PROBLEM: Find and copy every line in the records that includes the string "password".

SUPPLIED MATERIAL:
#[derive(Debug, Clone, PartialEq)]
pub struct DeleteResult {
    pub deleted_count: i64,
}
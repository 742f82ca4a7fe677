use serde::{Deserialize, Serialize};

// Inbound update from the telegram bot api. Field names are the wire
// names, so no camelCase renaming here. Unknown fields are ignored.
#[derive(Debug, Clone, Deserialize, Serialize)]
pub struct TelegramUpdate {
    pub update_id: i64,
    #[serde(default)]
    pub message: Option<TelegramMessage>,
}

#[derive(Debug, Clone, Deserialize, Serialize)]
pub struct TelegramMessage {
    pub chat: TelegramChat,
    #[serde(default)]
    pub text: Option<String>,
    #[serde(default)]
    pub from: Option<TelegramSender>,
}

#[derive(Debug, Clone, Deserialize, Serialize)]
pub struct TelegramChat {
    pub id: i64,
}

#[derive(Debug, Clone, Deserialize, Serialize)]
pub struct TelegramSender {
    #[serde(default)]
    pub username: Option<String>,
}

pub mod telegram_webhook {
    use super::*;

    pub type RequestBody = TelegramUpdate;

    #[derive(Debug, Deserialize, Serialize)]
    pub struct APIResponse {
        pub ok: bool,
    }
}
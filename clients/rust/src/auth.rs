use crate::{APIResponse, BaseClient};
use dayline_api_structs::*;
use reqwest::StatusCode;
use std::sync::Arc;

#[derive(Clone)]
pub struct AuthClient {
    base: Arc<BaseClient>,
}

pub struct SignUpInput {
    pub username: String,
    pub password: String,
    pub name: Option<String>,
}

impl AuthClient {
    pub(crate) fn new(base: Arc<BaseClient>) -> Self {
        Self { base }
    }

    pub async fn signup(&self, input: SignUpInput) -> APIResponse<signup::APIResponse> {
        let body = signup::RequestBody {
            username: input.username,
            password: input.password,
            name: input.name,
        };
        self.base
            .post(body, "auth/signup".into(), StatusCode::CREATED)
            .await
    }

    pub async fn login(
        &self,
        username: String,
        password: String,
    ) -> APIResponse<login::APIResponse> {
        let body = login::RequestBody { username, password };
        self.base
            .post(body, "auth/login".into(), StatusCode::OK)
            .await
    }

    pub async fn refresh_token(
        &self,
        refresh_token: String,
    ) -> APIResponse<refresh_token::APIResponse> {
        let body = refresh_token::RequestBody { refresh_token };
        self.base
            .post(body, "auth/token/refresh".into(), StatusCode::OK)
            .await
    }

    pub async fn logout(&self, refresh_token: String) -> APIResponse<logout::APIResponse> {
        let body = logout::RequestBody { refresh_token };
        self.base
            .post(body, "auth/logout".into(), StatusCode::OK)
            .await
    }
}
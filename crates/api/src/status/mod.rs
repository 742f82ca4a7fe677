use actix_web::{web, HttpResponse};
use dayline_api_structs::get_service_health::*;

async fn status() -> HttpResponse {
    HttpResponse::Ok().json(APIResponse {
        message: "Yo! We are up!\r\n".into(),
    })
}

pub fn configure_routes(cfg: &mut web::ServiceConfig) {
    cfg.route("/", web::get().to(status));
}
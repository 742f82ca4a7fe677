use crate::shared::entity::ID;
use dayline_utils::{create_random_digits, create_random_secret};

/// An opaque refresh token handed out at login. It is kept server side so
/// that logout can revoke it before it expires.
#[derive(Debug, Clone)]
pub struct RefreshToken {
    pub user_id: ID,
    pub token: String,
    pub expires_at: i64,
}

impl RefreshToken {
    pub fn new(user_id: ID, expires_at: i64) -> Self {
        Self {
            user_id,
            token: create_random_secret(64),
            expires_at,
        }
    }

    pub fn is_expired(&self, now: i64) -> bool {
        self.expires_at <= now
    }
}

/// A short lived numeric code for connecting a telegram chat to an
/// account. Each user has at most one active code at a time.
#[derive(Debug, Clone)]
pub struct TelegramLinkCode {
    pub user_id: ID,
    pub code: String,
    pub expires_at: i64,
}

impl TelegramLinkCode {
    pub fn new(user_id: ID, expires_at: i64) -> Self {
        Self {
            user_id,
            code: create_random_digits(6),
            expires_at,
        }
    }

    pub fn is_expired(&self, now: i64) -> bool {
        self.expires_at <= now
    }
}

#[cfg(test)]
mod test {
    use super::*;

    #[test]
    fn it_expires_tokens_at_the_deadline() {
        let token = RefreshToken::new(Default::default(), 1000);
        assert!(!token.is_expired(999));
        assert!(token.is_expired(1000));
        assert!(token.is_expired(1001));
    }

    #[test]
    fn it_creates_numeric_link_codes() {
        let code = TelegramLinkCode::new(Default::default(), 1000);
        assert_eq!(code.code.len(), 6);
        assert!(code.code.chars().all(|c| c.is_ascii_digit()));
    }
}
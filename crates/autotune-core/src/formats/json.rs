//! JSON settings document: `{"threshold": "0.5"}`.
//!
//! An absent threshold is written as `null`. A missing key reads back as
//! absent; unknown keys are rejected.

use super::FormatError;
use crate::RecommendationSettings;

/// Encode settings as a pretty-printed JSON document.
pub fn to_json(settings: &RecommendationSettings) -> Result<String, FormatError> {
    Ok(serde_json::to_string_pretty(settings)?)
}

/// Decode settings from a JSON document.
pub fn from_json(input: &str) -> Result<RecommendationSettings, FormatError> {
    Ok(serde_json::from_str(input)?)
}

#[cfg(test)]
mod tests {
    #![allow(clippy::unwrap_used, clippy::panic)]

    use super::*;

    #[test]
    fn threshold_is_written_as_text() {
        let json = to_json(&RecommendationSettings::with_threshold("0.5")).unwrap();
        let value: serde_json::Value = serde_json::from_str(&json).unwrap();
        assert_eq!(value["threshold"], "0.5");
    }

    #[test]
    fn absent_threshold_is_written_as_null() {
        let json = to_json(&RecommendationSettings::new()).unwrap();
        let value: serde_json::Value = serde_json::from_str(&json).unwrap();
        assert!(value["threshold"].is_null());
    }

    #[test]
    fn missing_key_reads_as_absent() {
        let settings = from_json("{}").unwrap();
        assert_eq!(settings.threshold(), None);
    }

    #[test]
    fn empty_string_survives() {
        let settings = from_json(r#"{"threshold": ""}"#).unwrap();
        assert_eq!(settings.threshold(), Some(""));
    }

    #[test]
    fn unknown_keys_are_rejected() {
        let result = from_json(r#"{"threshold": "0.5", "mode": "strict"}"#);
        assert!(matches!(result, Err(FormatError::Json(_))));
    }

    #[test]
    fn numeric_threshold_is_not_coerced() {
        // The document stores text; a bare number is a type error, not a value.
        let result = from_json(r#"{"threshold": 0.5}"#);
        assert!(result.is_err());
    }
}
//! # CLI Module
//!
//! Command definitions and file-backed operations over a settings document.
//!
//! Every command is a plain function so the integration tests can drive it
//! without spawning the binary.

use autotune_core::formats::{FormatError, SettingsFormat, to_json};
use autotune_core::RecommendationSettings;
use clap::{Parser, Subcommand};
use std::fs::OpenOptions;
use std::io::{ErrorKind, Write};
use std::path::{Path, PathBuf};
use thiserror::Error;

/// Default settings document path.
pub const DEFAULT_SETTINGS_PATH: &str = "recommendation_settings.json";

// =============================================================================
// ERROR TYPE
// =============================================================================

/// Errors surfaced by CLI commands.
#[derive(Debug, Error)]
pub enum CliError {
    #[error("I/O error on {path}: {source}")]
    Io {
        path: PathBuf,
        #[source]
        source: std::io::Error,
    },

    #[error("{path} already exists (use --force to overwrite)")]
    AlreadyExists { path: PathBuf },

    #[error(transparent)]
    Format(#[from] FormatError),
}

impl CliError {
    fn io(path: &Path, source: std::io::Error) -> Self {
        Self::Io {
            path: path.to_path_buf(),
            source,
        }
    }
}

// =============================================================================
// ARGUMENTS
// =============================================================================

/// Manage Autotune recommendation settings.
#[derive(Debug, Parser)]
#[command(name = "autotune", version, about)]
pub struct Cli {
    /// Settings document to operate on.
    #[arg(short, long, global = true, default_value = DEFAULT_SETTINGS_PATH)]
    pub file: PathBuf,

    /// Document encoding: json or binary.
    #[arg(long, global = true, default_value = "json")]
    pub format: String,

    /// Log at debug level unless RUST_LOG says otherwise.
    #[arg(short, long, global = true)]
    pub verbose: bool,

    #[command(subcommand)]
    pub command: Commands,
}

#[derive(Debug, Subcommand)]
pub enum Commands {
    /// Write a settings document with no threshold.
    Init {
        /// Overwrite an existing document.
        #[arg(long)]
        force: bool,
    },
    /// Print the settings rendering.
    Show {
        /// Print the JSON document instead.
        #[arg(long)]
        json: bool,
    },
    /// Print the bare threshold value.
    Get,
    /// Set the threshold. Any text is accepted.
    Set {
        /// New threshold value, stored verbatim.
        #[arg(allow_hyphen_values = true)]
        value: String,
    },
    /// Remove the threshold.
    Clear,
    /// Re-encode the document into another file.
    Convert {
        /// Destination path.
        output: PathBuf,
        /// Destination encoding: json or binary.
        #[arg(long, default_value = "binary")]
        to: String,
    },
}

/// Dispatch a parsed command line.
pub fn run(cli: &Cli) -> Result<(), CliError> {
    let path = cli.file.as_path();
    let format = cli.format.as_str();
    match &cli.command {
        Commands::Init { force } => cmd_init(path, format, *force),
        Commands::Show { json } => cmd_show(path, format, *json),
        Commands::Get => cmd_get(path, format),
        Commands::Set { value } => cmd_set(path, format, value),
        Commands::Clear => cmd_clear(path, format),
        Commands::Convert { output, to } => cmd_convert(path, format, output, to),
    }
}

// =============================================================================
// LOAD / SAVE
// =============================================================================

/// Load the document at `path`, or default settings if it does not exist.
pub fn load_or_default(path: &Path, format: &str) -> Result<RecommendationSettings, CliError> {
    format.parse::<SettingsFormat>()?;
    if !path.exists() {
        tracing::debug!(path = %path.display(), "No settings document, using defaults");
        return Ok(RecommendationSettings::default());
    }

    load_settings(path, format)
}

/// Load the document at `path`. A missing file is an error.
pub fn load_settings(path: &Path, format: &str) -> Result<RecommendationSettings, CliError> {
    let format: SettingsFormat = format.parse()?;
    let bytes = std::fs::read(path).map_err(|e| CliError::io(path, e))?;
    let settings = format.decode(&bytes)?;
    tracing::debug!(path = %path.display(), %format, %settings, "Loaded settings");
    Ok(settings)
}

/// Encode and write `settings` to `path`.
pub fn save_settings(
    settings: &RecommendationSettings,
    path: &Path,
    format: &str,
) -> Result<(), CliError> {
    let format: SettingsFormat = format.parse()?;
    let bytes = format.encode(settings)?;
    std::fs::write(path, bytes).map_err(|e| CliError::io(path, e))?;
    tracing::debug!(path = %path.display(), %format, %settings, "Saved settings");
    Ok(())
}

// =============================================================================
// COMMANDS
// =============================================================================

/// Text printed by `show`: the rendering, or the JSON document.
pub fn show_output(path: &Path, format: &str, json: bool) -> Result<String, CliError> {
    let settings = load_or_default(path, format)?;
    if json {
        Ok(to_json(&settings)?)
    } else {
        Ok(settings.to_string())
    }
}

/// Text printed by `get`: the bare threshold, or `null` when absent.
pub fn get_output(path: &Path, format: &str) -> Result<String, CliError> {
    let settings = load_or_default(path, format)?;
    Ok(settings.threshold().unwrap_or("null").to_string())
}

pub fn cmd_init(path: &Path, format: &str, force: bool) -> Result<(), CliError> {
    let settings = RecommendationSettings::new();
    if force {
        save_settings(&settings, path, format)?;
    } else {
        let bytes = format.parse::<SettingsFormat>()?.encode(&settings)?;
        let mut file = OpenOptions::new()
            .write(true)
            .create_new(true)
            .open(path)
            .map_err(|e| match e.kind() {
                ErrorKind::AlreadyExists => CliError::AlreadyExists {
                    path: path.to_path_buf(),
                },
                _ => CliError::io(path, e),
            })?;
        file.write_all(&bytes).map_err(|e| CliError::io(path, e))?;
    }

    tracing::info!(path = %path.display(), "Initialized settings document");
    Ok(())
}

pub fn cmd_show(path: &Path, format: &str, json: bool) -> Result<(), CliError> {
    println!("{}", show_output(path, format, json)?);
    Ok(())
}

pub fn cmd_get(path: &Path, format: &str) -> Result<(), CliError> {
    println!("{}", get_output(path, format)?);
    Ok(())
}

pub fn cmd_set(path: &Path, format: &str, value: &str) -> Result<(), CliError> {
    let mut settings = load_or_default(path, format)?;
    settings.set_threshold(value);
    save_settings(&settings, path, format)?;
    tracing::info!(%settings, "Threshold updated");
    Ok(())
}

pub fn cmd_clear(path: &Path, format: &str) -> Result<(), CliError> {
    let mut settings = load_or_default(path, format)?;
    settings.clear_threshold();
    save_settings(&settings, path, format)?;
    tracing::info!(%settings, "Threshold cleared");
    Ok(())
}

pub fn cmd_convert(
    path: &Path,
    format: &str,
    output: &Path,
    output_format: &str,
) -> Result<(), CliError> {
    let settings = load_settings(path, format)?;
    save_settings(&settings, output, output_format)?;
    tracing::info!(
        from = %path.display(),
        to = %output.display(),
        output_format,
        "Converted settings document"
    );
    Ok(())
}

RESULT:
    pub password: String,
            password: input.password,
        password: String,
        let body = login::RequestBody { username, password };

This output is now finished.